Lithium-ion batteries may sooner or later be passé and make way for sodium-ion batteries, which promise to be cheaper and have lower carbon footprint. Sodium-ion batteries address the concerns of geopolitical and supply-chain issues that are associated with Lithium-ion batteries. The materials, which will be used in such Sodium-ion batteries, can be fabricated in-house. Hence, the batteries would be a live example of ‘Make in India’ and ‘Make for India’. In another instance of successful industry-academia collaboration, Indian Institute of Technology-Kharagpur (IIT KGP)-Physics department has teamed up with a Kolkata-based start-up--Uneverse Mobility Pvt Ltd for further developing sodium ion technology and to make it a commercial proposition.
A team headed by Prof Amreesh Chandra from the Department of Physics at IIT Kharagpur has been working extensively on the development of Sodium-ion based energy solutions. They were amongst the first group of researchers in India to be funded by the Department of Science and Technology under flagship scheme “Materials for Energy Storage”. The team claims to have the capabilities to develop energy storage solutions starting from materials development, device level integration, recycling to determination of carbon footprint of the complete process.
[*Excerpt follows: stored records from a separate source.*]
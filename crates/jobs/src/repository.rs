//! Entity access boundary.
//!
//! Persistent entity storage and its query machinery live outside this
//! system; jobs only need scoped reads and, for bulk operations, per-entity
//! mutation application. Both go through this trait.

use std::collections::{BTreeMap, HashMap};
use std::sync::RwLock;

use serde::{Deserialize, Serialize};

use quillerp_core::{DomainError, DomainResult, TenantId};

use crate::types::{BulkMutation, FilterCriteria};

/// One entity row as the job system sees it: an id plus a flat field map.
#[derive(Debug, Clone, PartialEq, Serialize, Deserialize)]
pub struct EntityRow {
    pub id: String,
    pub fields: BTreeMap<String, serde_json::Value>,
}

impl EntityRow {
    pub fn new(id: impl Into<String>) -> Self {
        Self {
            id: id.into(),
            fields: BTreeMap::new(),
        }
    }

    pub fn with_field(mut self, name: impl Into<String>, value: serde_json::Value) -> Self {
        self.fields.insert(name.into(), value);
        self
    }
}

/// Read/mutate access to ERP entities, scoped by tenant and entity type.
pub trait EntityRepository: Send + Sync {
    /// Entity types this repository can serve (for request validation).
    fn known_entity_types(&self) -> Vec<String>;

    /// Count rows matching the filters (used for estimates).
    fn count(
        &self,
        tenant_id: TenantId,
        entity_type: &str,
        filters: &FilterCriteria,
    ) -> DomainResult<u64>;

    /// Query rows matching the filters, creation order.
    fn query(
        &self,
        tenant_id: TenantId,
        entity_type: &str,
        filters: &FilterCriteria,
    ) -> DomainResult<Vec<EntityRow>>;

    /// Fetch specific rows by id; unknown ids are errors per id, reported by
    /// the caller, not here.
    fn fetch(
        &self,
        tenant_id: TenantId,
        entity_type: &str,
        id: &str,
    ) -> DomainResult<EntityRow>;

    /// Apply a bulk mutation to one entity, returning the pre-mutation row
    /// (the undo snapshot source).
    fn apply(
        &self,
        tenant_id: TenantId,
        entity_type: &str,
        id: &str,
        mutation: &BulkMutation,
    ) -> DomainResult<EntityRow>;
}

type Table = HashMap<String, EntityRow>;

/// In-memory repository for dev/tests. Rows are grouped per (tenant, type).
#[derive(Debug, Default)]
pub struct InMemoryEntityRepository {
    tables: RwLock<HashMap<(TenantId, String), Table>>,
    entity_types: Vec<String>,
}

impl InMemoryEntityRepository {
    /// ERP entity kinds the dev repository accepts.
    pub fn with_default_entities() -> Self {
        Self {
            tables: RwLock::new(HashMap::new()),
            entity_types: ["employee", "invoice", "bill", "expense", "payslip"]
                .into_iter()
                .map(String::from)
                .collect(),
        }
    }

    pub fn insert(&self, tenant_id: TenantId, entity_type: &str, row: EntityRow) {
        let mut tables = self.tables.write().unwrap_or_else(|e| e.into_inner());
        tables
            .entry((tenant_id, entity_type.to_string()))
            .or_default()
            .insert(row.id.clone(), row);
    }

    fn matches(row: &EntityRow, filters: &FilterCriteria) -> bool {
        if let Some(wanted) = &filters.status {
            let status = row.fields.get("status").and_then(|v| v.as_str());
            if status != Some(wanted.as_str()) {
                return false;
            }
        }
        for (field, value) in &filters.fields {
            if row.fields.get(field) != Some(value) {
                return false;
            }
        }
        if filters.date_range.from.is_some() || filters.date_range.to.is_some() {
            let created = row
                .fields
                .get("created_at")
                .and_then(|v| v.as_str())
                .and_then(|s| s.parse::<chrono::DateTime<chrono::Utc>>().ok());
            match created {
                Some(at) if filters.date_range.contains(at) => {}
                _ => return false,
            }
        }
        true
    }
}

impl EntityRepository for InMemoryEntityRepository {
    fn known_entity_types(&self) -> Vec<String> {
        self.entity_types.clone()
    }

    fn count(
        &self,
        tenant_id: TenantId,
        entity_type: &str,
        filters: &FilterCriteria,
    ) -> DomainResult<u64> {
        Ok(self.query(tenant_id, entity_type, filters)?.len() as u64)
    }

    fn query(
        &self,
        tenant_id: TenantId,
        entity_type: &str,
        filters: &FilterCriteria,
    ) -> DomainResult<Vec<EntityRow>> {
        let tables = self.tables.read().unwrap_or_else(|e| e.into_inner());
        let mut rows: Vec<EntityRow> = tables
            .get(&(tenant_id, entity_type.to_string()))
            .map(|t| t.values().filter(|r| Self::matches(r, filters)).cloned().collect())
            .unwrap_or_default();
        rows.sort_by(|a, b| a.id.cmp(&b.id));
        Ok(rows)
    }

    fn fetch(&self, tenant_id: TenantId, entity_type: &str, id: &str) -> DomainResult<EntityRow> {
        let tables = self.tables.read().unwrap_or_else(|e| e.into_inner());
        tables
            .get(&(tenant_id, entity_type.to_string()))
            .and_then(|t| t.get(id))
            .cloned()
            .ok_or(DomainError::NotFound)
    }

    fn apply(
        &self,
        tenant_id: TenantId,
        entity_type: &str,
        id: &str,
        mutation: &BulkMutation,
    ) -> DomainResult<EntityRow> {
        let mut tables = self.tables.write().unwrap_or_else(|e| e.into_inner());
        let table = tables
            .get_mut(&(tenant_id, entity_type.to_string()))
            .ok_or(DomainError::NotFound)?;
        let row = table.get_mut(id).ok_or(DomainError::NotFound)?;
        let snapshot = row.clone();

        match mutation {
            BulkMutation::SetField { field, value } => {
                row.fields.insert(field.clone(), value.clone());
            }
            BulkMutation::SetStatus { status } => {
                row.fields
                    .insert("status".to_string(), serde_json::Value::String(status.clone()));
            }
            BulkMutation::Delete => {
                table.remove(id);
            }
        }
        Ok(snapshot)
    }
}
One has to keep in mind that India’s current electric vehicle (EV) sector is characterized by dependency on subsidies, import-dependent supply chain and lack of a core indigenous battery technology. For electric mobility to be truly a champion of sustainability, we need the building blocks to be also sustainable. Uneverse is a passionate attempt to create such indigenous building blocks for a sustainable future of e-mobility and clean energy. The need of the hour, therefore, was to address the core of clean energy and e-mobility, that is, Battery Technology. And this was the trigger for this industry-academia collaboration. This is how and why the IIT KGP-Uneverse tie-up came into being.
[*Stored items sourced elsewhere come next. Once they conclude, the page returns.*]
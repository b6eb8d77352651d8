use std::borrow::Cow;

use serde::{Deserialize, Serialize};

/// Permission identifier.
///
/// Permissions are modeled as opaque dotted strings naming a resource and an
/// action on it (e.g. "exports.create", "templates.manage"). A special
/// wildcard permission `"*"` can be used by policy layers to indicate
/// "allow all" without hardcoding domain permissions into tokens.
#[derive(Debug, Clone, PartialEq, Eq, Hash, Serialize, Deserialize)]
#[serde(transparent)]
pub struct Permission(Cow<'static, str>);

impl Permission {
    pub fn new(name: impl Into<Cow<'static, str>>) -> Self {
        Self(name.into())
    }

    /// Build a permission from an explicit (resource, action) pair.
    pub fn for_action(resource: &str, action: &str) -> Self {
        Self(Cow::Owned(format!("{resource}.{action}")))
    }

    pub fn as_str(&self) -> &str {
        &self.0
    }

    pub fn is_wildcard(&self) -> bool {
        self.as_str() == "*"
    }
}

impl core::fmt::Display for Permission {
    fn fmt(&self, f: &mut core::fmt::Formatter<'_>) -> core::fmt::Result {
        f.write_str(&self.0)
    }
}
The two will work towards developing sodium ion technology, which will have a portfolio of multiple form factors of cells, and these will be made available for Indian market. The developed technology will find application in not only electric vehicles but also in drones, consumer electronics and energy storage. Globally, only a handful of companies have made progress in this technology. Therefore, this unique collaboration is expected to put India at the forefront of the game-changing battery technology.
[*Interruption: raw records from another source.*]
//! Print job execution: fetch the requested documents, bind the resolved
//! template and write one paginated artifact.

use chrono::{DateTime, Utc};
use tracing::debug;

use crate::processor::{JobError, ProcessorContext, RunOutcome};
use crate::render::RenderRequest;
use crate::types::{
    Job, JobCategory, JobOutput, OutputFormat, PrintParams, RecordCounts, RecordError,
};

pub(crate) fn run(
    ctx: &ProcessorContext,
    job: &Job,
    params: &PrintParams,
    now: DateTime<Utc>,
) -> Result<RunOutcome, JobError> {
    // Re-resolved at run time: the template may have been edited or deleted
    // since submission, and the current version is what prints.
    let template = ctx
        .templates
        .resolve(job.tenant_id, &params.doc_type, params.template.as_ref())
        .map_err(|e| JobError::Unrecoverable(e.to_string()))?;

    let mut rows = Vec::with_capacity(params.entity_ids.len());
    let mut record_errors = Vec::new();
    for id in &params.entity_ids {
        match ctx.repository.fetch(job.tenant_id, &params.entity_type, id) {
            Ok(row) => rows.push(row),
            Err(e) => record_errors.push(RecordError {
                entity_id: id.clone(),
                message: e.to_string(),
            }),
        }
    }
    let counts = RecordCounts {
        total: params.entity_ids.len() as u64,
        processed: params.entity_ids.len() as u64,
        succeeded: rows.len() as u64,
        failed: record_errors.len() as u64,
    };
    ctx.progress(job.id, 40, counts);

    if rows.is_empty() {
        return Err(JobError::Unrecoverable(
            "none of the requested documents exist".to_string(),
        ));
    }

    let document = ctx
        .renderer
        .render(&RenderRequest {
            format: OutputFormat::Pdf,
            title: format!("{} {}", params.entity_type, params.doc_type),
            columns: vec![],
            rows,
            template: Some(template),
            options: params.options.clone(),
        })
        .map_err(|e| JobError::Unrecoverable(e.to_string()))?;
    ctx.progress(job.id, 85, counts);

    let artifact = ctx
        .artifacts
        .write(
            JobCategory::Print,
            &params.entity_type,
            job.id,
            now,
            OutputFormat::Pdf.extension(),
            &document.mime_type,
            &document.bytes,
        )
        .map_err(|e| JobError::Transient(format!("artifact write failed: {e}")))?;
    debug!(job_id = %job.id, file = %artifact.file_name, pages = ?document.pages, "print rendered");

    Ok(RunOutcome::Completed(JobOutput {
        artifact: Some(artifact),
        pages: document.pages,
        record_errors,
        undo: None,
    }))
}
Moreover, the new technology will be near zero risk of accidental fires, unlike lithium. The technology developed already has a Technology Readiness Level (TRL) of 7 thereby paving the way for industrialization. Moves are afoot to initially set up MWscale facilities that would lead to commercialization using the home-grown technology, which already has a technology readiness level (TRL) of seven.
The next step would be to set up GWhscale facilities to cater to both domestic and export markets. Interestingly, India is expected to need 220 Gwh of ACC batteries by 2030. The current indigenous ACC production planning and deployment is nowhere close to this requirement and therefore presents a huge market opportunity. Would other start-ups and academic and research institutes take a lesson or two from this?